Data excerpts
= Beginning of Section =

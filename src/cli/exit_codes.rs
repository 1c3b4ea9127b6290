//! CLI Exit Codes
//!
//! Exit codes reported to whatever supervises the bridge process.

use crate::config::ConfigError;
use crate::core::bus::BusError;
use crate::core::transport::TransportError;
use std::process::ExitCode;

/// Exit code constants
#[derive(Debug, Clone, Copy, PartialEq, Eq)]
pub struct ExitCodes;

impl ExitCodes {
    /// Success
    pub const SUCCESS: u8 = 0;

    /// General error
    pub const ERROR: u8 = 1;

    /// Invalid arguments
    pub const INVALID_ARGS: u8 = 2;

    /// Connection failed
    pub const CONNECTION_FAILED: u8 = 3;

    /// Permission denied
    pub const PERMISSION_DENIED: u8 = 7;

    /// Configuration error
    pub const CONFIG_ERROR: u8 = 8;

    /// Port not found
    pub const PORT_NOT_FOUND: u8 = 14;

    /// Bus unreachable or lost
    pub const BUS_ERROR: u8 = 18;

    /// Exit code for a device channel failure
    pub fn for_transport(err: &TransportError) -> u8 {
        match err {
            TransportError::PortNotFound(_) => Self::PORT_NOT_FOUND,
            TransportError::PermissionDenied(_) => Self::PERMISSION_DENIED,
            TransportError::ConfigError(_) => Self::CONFIG_ERROR,
            TransportError::ConnectionFailed(_) | TransportError::IoError(_) => {
                Self::CONNECTION_FAILED
            }
        }
    }

    /// Exit code for a bus failure
    pub fn for_bus(_err: &BusError) -> u8 {
        Self::BUS_ERROR
    }

    /// Exit code for a configuration failure
    pub fn for_config(_err: &ConfigError) -> u8 {
        Self::CONFIG_ERROR
    }

    /// Convert to a process exit code
    pub fn exit(code: u8) -> ExitCode {
        ExitCode::from(code)
    }
}

/// Exit code description
pub fn exit_code_description(code: u8) -> &'static str {
    match code {
        0 => "Success",
        1 => "General error",
        2 => "Invalid arguments",
        3 => "Connection failed",
        7 => "Permission denied",
        8 => "Configuration error",
        14 => "Port not found",
        18 => "Bus error",
        _ => "Unknown error",
    }
}

/// Print exit code table
pub fn print_exit_codes() {
    println!("Exit Codes:");
    for code in [0, 1, 2, 3, 7, 8, 14, 18] {
        println!("  {:>3}  {}", code, exit_code_description(code));
    }
}
//! In-process bus

use super::{BusError, BusMessage, MessageBus};
use async_trait::async_trait;
use tokio::sync::broadcast;

/// In-process bus hub built on a broadcast channel
#[derive(Debug, Clone)]
pub struct LocalBus {
    tx: broadcast::Sender<String>,
}

/// One participant on a [`LocalBus`]
#[derive(Debug)]
pub struct LocalBusHandle {
    tx: broadcast::Sender<String>,
    rx: broadcast::Receiver<String>,
}

impl LocalBus {
    /// Create a bus buffering up to `capacity` messages per participant
    pub fn new(capacity: usize) -> Self {
        let (tx, _) = broadcast::channel(capacity.max(1));
        Self { tx }
    }

    /// Join the bus. The handle only sees messages published after this call.
    pub fn handle(&self) -> LocalBusHandle {
        LocalBusHandle {
            tx: self.tx.clone(),
            rx: self.tx.subscribe(),
        }
    }
}

impl Default for LocalBus {
    fn default() -> Self {
        Self::new(1024)
    }
}

impl LocalBusHandle {
    /// Publish a raw payload without validation
    pub fn publish_raw(&self, payload: &str) {
        let _ = self.tx.send(payload.to_string());
    }

    /// Take an already delivered payload without waiting
    pub fn try_next(&mut self) -> Option<String> {
        loop {
            match self.rx.try_recv() {
                Ok(payload) => return Some(payload),
                Err(broadcast::error::TryRecvError::Lagged(skipped)) => {
                    tracing::warn!(skipped, "Local bus receiver lagged");
                }
                Err(_) => return None,
            }
        }
    }
}

#[async_trait]
impl MessageBus for LocalBusHandle {
    async fn publish(&mut self, message: &BusMessage) -> Result<(), BusError> {
        self.publish_raw(&message.encode());
        Ok(())
    }

    async fn next_payload(&mut self) -> Result<Option<String>, BusError> {
        loop {
            match self.rx.recv().await {
                Ok(payload) => return Ok(Some(payload)),
                Err(broadcast::error::RecvError::Lagged(skipped)) => {
                    tracing::warn!(skipped, "Local bus receiver lagged");
                }
                Err(broadcast::error::RecvError::Closed) => return Ok(None),
            }
        }
    }
}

= End of Section =

• [Aim of the task] Return, word for word, the lines of the data above from the line with "pub struct ExitCodes;" through the line with "process exit code", inclusive.

• [Output of the exercise]
pub struct ExitCodes;

impl ExitCodes {
    /// Success
    pub const SUCCESS: u8 = 0;

    /// General error
    pub const ERROR: u8 = 1;

    /// Invalid arguments
    pub const INVALID_ARGS: u8 = 2;

    /// Connection failed
    pub const CONNECTION_FAILED: u8 = 3;

    /// Permission denied
    pub const PERMISSION_DENIED: u8 = 7;

    /// Configuration error
    pub const CONFIG_ERROR: u8 = 8;

    /// Port not found
    pub const PORT_NOT_FOUND: u8 = 14;

    /// Bus unreachable or lost
    pub const BUS_ERROR: u8 = 18;

    /// Exit code for a device channel failure
    pub fn for_transport(err: &TransportError) -> u8 {
        match err {
            TransportError::PortNotFound(_) => Self::PORT_NOT_FOUND,
            TransportError::PermissionDenied(_) => Self::PERMISSION_DENIED,
            TransportError::ConfigError(_) => Self::CONFIG_ERROR,
            TransportError::ConnectionFailed(_) | TransportError::IoError(_) => {
                Self::CONNECTION_FAILED
            }
        }
    }

    /// Exit code for a bus failure
    pub fn for_bus(_err: &BusError) -> u8 {
        Self::BUS_ERROR
    }

    /// Exit code for a configuration failure
    pub fn for_config(_err: &ConfigError) -> u8 {
        Self::CONFIG_ERROR
    }

    /// Convert to a process exit code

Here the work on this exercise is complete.